Two short years later my father received the terminal diagnosis of breast cancer.  Yes, men can and do develop breast cancer.  They can and do die from it too.  He had a lump in his breast that he had ignored for a very long time and by the time he had a diagnosis, it was too late.  Shortly after he received that diagnosis he had a debilitating stroke.  He went from living independently and hitch-hiking from town to town in rural Minnesota to losing the use of his right side. His ability to communicate through speech was greatly diminished as well.

young_old_handWhen I received the call that my father wouldn’t last much longer, I packed up my three older children and we drove up to Minnesota.  We stayed with one of my dad’s friends.  During the day my children and I took turns sitting with my father.  When it was clear the end was near, my children and I waited with my father. The nuns from the church had come to his room and were praying the rosary with us.  I held his hand as he took his last breaths.  He had endured the pain and refused to complain as the cancer had invaded his body.  He tolerated the indignity of having to have all of his needs attended by others.  I have no doubt he offered up all of this and in doing so his soul grew closer to God.

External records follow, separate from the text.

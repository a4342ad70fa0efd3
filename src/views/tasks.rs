use std::sync::Arc;

use super::{scope_tasks, ErrorSlot, Resync};
use crate::auth::rbac::Action;
use crate::auth::UserContext;
use crate::error::ClientError;
use crate::models::{Task, TaskPayload, TaskStatus, User};
use crate::repositories::{TaskRepository, UserRepository};
use crate::require_capability;
use crate::services::AuthService;

/// Client-side predicate over the fetched task list.
#[derive(Debug, Clone, Default, PartialEq, Eq)]
pub struct TaskFilter {
    pub assignee_id: Option<i64>,
    pub status: Option<TaskStatus>,
}

impl TaskFilter {
    pub fn matches(&self, task: &Task) -> bool {
        if let Some(assignee_id) = self.assignee_id {
            if !task.is_assigned_to(assignee_id) {
                return false;
            }
        }
        if let Some(status) = self.status {
            if task.status != status {
                return false;
            }
        }
        true
    }

    pub fn is_empty(&self) -> bool {
        self.assignee_id.is_none() && self.status.is_none()
    }
}

pub struct TasksView {
    auth: Arc<AuthService>,
    task_repo: Arc<dyn TaskRepository>,
    user_repo: Arc<dyn UserRepository>,
    tasks: Vec<Task>,
    users: Vec<User>,
    filter: TaskFilter,
    errors: ErrorSlot,
}

impl TasksView {
    pub fn new(
        auth: Arc<AuthService>,
        task_repo: Arc<dyn TaskRepository>,
        user_repo: Arc<dyn UserRepository>,
    ) -> Self {
        Self {
            auth,
            task_repo,
            user_repo,
            tasks: Vec::new(),
            users: Vec::new(),
            filter: TaskFilter::default(),
            errors: ErrorSlot::default(),
        }
    }

    fn user(&self) -> Result<UserContext, ClientError> {
        UserContext::require(&self.auth.state())
    }

    /// Fetches tasks and, for roles that may list users, the assignee choices.
    /// Both requests run concurrently and each result is applied on its own.
    pub async fn load(&mut self) -> Result<(), ClientError> {
        let result = self.fetch_all().await;
        self.errors.settle(result)
    }

    async fn fetch_all(&mut self) -> Result<(), ClientError> {
        let user = self.user()?;

        let (tasks, users) = if user.can(Action::ViewUsers) {
            let (tasks, users) = tokio::join!(self.task_repo.list(), self.user_repo.list());
            (tasks, Some(users))
        } else {
            (self.task_repo.list().await, None)
        };

        let mut first_error = None;
        match tasks {
            Ok(tasks) => self.tasks = tasks,
            Err(e) => {
                tracing::warn!(error = %e, "failed to load tasks");
                first_error = Some(e);
            }
        }
        match users {
            Some(Ok(users)) => self.users = users,
            Some(Err(e)) => {
                tracing::warn!(error = %e, "failed to load users");
                first_error.get_or_insert(e);
            }
            None => self.users.clear(),
        }

        match first_error {
            Some(e) => Err(e),
            None => Ok(()),
        }
    }

    /// Every task returned by the last fetch, before scoping and filtering.
    pub fn tasks(&self) -> &[Task] {
        &self.tasks
    }

    /// Assignee choices for the task form.
    pub fn users(&self) -> &[User] {
        &self.users
    }

    pub fn filter(&self) -> &TaskFilter {
        &self.filter
    }

    pub fn set_filter(&mut self, filter: TaskFilter) {
        self.filter = filter;
    }

    pub fn last_error(&self) -> Option<&str> {
        self.errors.get()
    }

    /// Tasks to display: role scoping first, then the filter.
    pub fn visible_tasks(&self) -> Vec<&Task> {
        let Ok(user) = self.user() else {
            return Vec::new();
        };
        scope_tasks(&user, &self.tasks)
            .filter(|task| self.filter.matches(task))
            .collect()
    }

    pub fn find(&self, id: i64) -> Option<&Task> {
        self.tasks.iter().find(|t| t.id == id)
    }

    fn loaded_task(&self, id: i64) -> Result<Task, ClientError> {
        self.find(id)
            .cloned()
            .ok_or_else(|| ClientError::not_found(format!("Task {} not found", id)))
    }

    /// Whether the current user may edit anything about `task` (used to show
    /// or hide edit controls).
    pub fn can_edit(&self, task: &Task) -> bool {
        self.user()
            .map(|u| u.can_on_task(Action::EditTaskFields, task))
            .unwrap_or(false)
    }

    pub fn can_update_status(&self, task: &Task) -> bool {
        self.user()
            .map(|u| u.can_on_task(Action::UpdateTaskStatus, task))
            .unwrap_or(false)
    }

    /// Creates a task. Re-fetches: tasks.
    pub async fn create(&mut self, payload: TaskPayload) -> Result<(), ClientError> {
        let result = self.send_create(&payload).await;
        self.finish(result, Resync::Tasks).await
    }

    async fn send_create(&self, payload: &TaskPayload) -> Result<(), ClientError> {
        let user = self.user()?;
        require_capability!(user, Action::CreateTask);
        payload.validate()?;
        self.task_repo.create(payload).await
    }

    /// Replaces every editable field of a task. Re-fetches: tasks.
    pub async fn update(&mut self, id: i64, payload: TaskPayload) -> Result<(), ClientError> {
        let result = self.send_update(id, &payload).await;
        self.finish(result, Resync::Tasks).await
    }

    async fn send_update(&self, id: i64, payload: &TaskPayload) -> Result<(), ClientError> {
        let user = self.user()?;
        let task = self.loaded_task(id)?;
        // a status-only change is allowed on the narrower capability
        let action = if payload.only_status_differs(&task) {
            Action::UpdateTaskStatus
        } else {
            Action::EditTaskFields
        };
        user.authorize_on_task(action, &task)?;
        if payload.assignee_id != task.assignee_id() {
            user.authorize_on_task(Action::ReassignTask, &task)?;
        }
        payload.validate()?;
        self.task_repo.update(id, payload).await
    }

    /// Changes only the status; every other field is sent unchanged.
    /// Re-fetches: tasks.
    pub async fn update_status(&mut self, id: i64, status: TaskStatus) -> Result<(), ClientError> {
        let result = self.send_status(id, status).await;
        self.finish(result, Resync::Tasks).await
    }

    async fn send_status(&self, id: i64, status: TaskStatus) -> Result<(), ClientError> {
        let user = self.user()?;
        let task = self.loaded_task(id)?;
        user.authorize_on_task(Action::UpdateTaskStatus, &task)?;

        let mut payload = TaskPayload::from(&task);
        payload.status = status;
        self.task_repo.update(id, &payload).await
    }

    /// Moves a task to another user. Re-fetches: tasks.
    pub async fn reassign(&mut self, id: i64, assignee_id: i64) -> Result<(), ClientError> {
        let result = self.send_reassign(id, assignee_id).await;
        self.finish(result, Resync::Tasks).await
    }

    async fn send_reassign(&self, id: i64, assignee_id: i64) -> Result<(), ClientError> {
        let user = self.user()?;
        let task = self.loaded_task(id)?;
        user.authorize_on_task(Action::ReassignTask, &task)?;
        if !self.users.is_empty() && !self.users.iter().any(|u| u.id == assignee_id) {
            return Err(ClientError::validation(format!(
                "User {} is not a known assignee",
                assignee_id
            )));
        }
        self.task_repo.assign(id, assignee_id).await
    }

    /// Deletes a task. Re-fetches: tasks.
    pub async fn delete(&mut self, id: i64) -> Result<(), ClientError> {
        let result = self.send_delete(id).await;
        self.finish(result, Resync::Tasks).await
    }

    async fn send_delete(&self, id: i64) -> Result<(), ClientError> {
        let user = self.user()?;
        require_capability!(user, Action::DeleteTask);
        self.task_repo.delete(id).await
    }

    async fn finish(&mut self, result: Result<(), ClientError>, resync: Resync) -> Result<(), ClientError> {
        let result = self.errors.settle(result);
        if result.is_ok() {
            self.resync(resync).await;
        }
        result
    }

    async fn resync(&mut self, resync: Resync) {
        let fetched = match resync {
            Resync::Tasks => self.task_repo.list().await.map(|tasks| self.tasks = tasks),
            Resync::Users => self.user_repo.list().await.map(|users| self.users = users),
        };
        if let Err(e) = fetched {
            tracing::warn!(error = %e, resync = ?resync, "re-fetch after mutation failed");
            self.errors.note(&e);
        }
    }
}

#[cfg(test)]
mod tests {
    use super::*;

    fn task(id: i64, assignee: Option<i64>, status: TaskStatus) -> Task {
        let mut task: Task = serde_json::from_value(serde_json::json!({ "id": id })).unwrap();
        task.assignee = assignee.map(|id| crate::models::UserRef { id, username: None });
        task.status = status;
        task
    }

    #[test]
    fn test_filter_matches() {
        let done_for_nine = task(1, Some(9), TaskStatus::Done);
        let todo_unassigned = task(2, None, TaskStatus::Todo);

        assert!(TaskFilter::default().matches(&done_for_nine));
        assert!(TaskFilter::default().is_empty());

        let by_assignee = TaskFilter {
            assignee_id: Some(9),
            status: None,
        };
        assert!(by_assignee.matches(&done_for_nine));
        assert!(!by_assignee.matches(&todo_unassigned));

        let by_both = TaskFilter {
            assignee_id: Some(9),
            status: Some(TaskStatus::Todo),
        };
        assert!(!by_both.matches(&done_for_nine));
    }
}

The lesson I learned from losing three people I loved so much was that one’s death can either strengthen or weaken those they leave behind.  It can break their hearts for years or leave them with peace.  My mother’s death caused me to develop a respect for her I had never had before.  My brother’s death destroyed me and the relationship I thought I had with him.  My father’s death left me with peace.  He died surrounded by people he loved the most, praying as his soul left his body.  He had received Last Rites the prior day.  I can’t think of a better way to end one’s days and I hope God grants me the kind of death my father had.

All three of them faced the pain of their respective cancers with courage and dignity.  They did not flee from the pain or end their lives prematurely by their own hands.  They conquered pain and embraced the natural culmination of their time on earth.  They taught me acceptance in the face of fear.  For that, I will be forever grateful.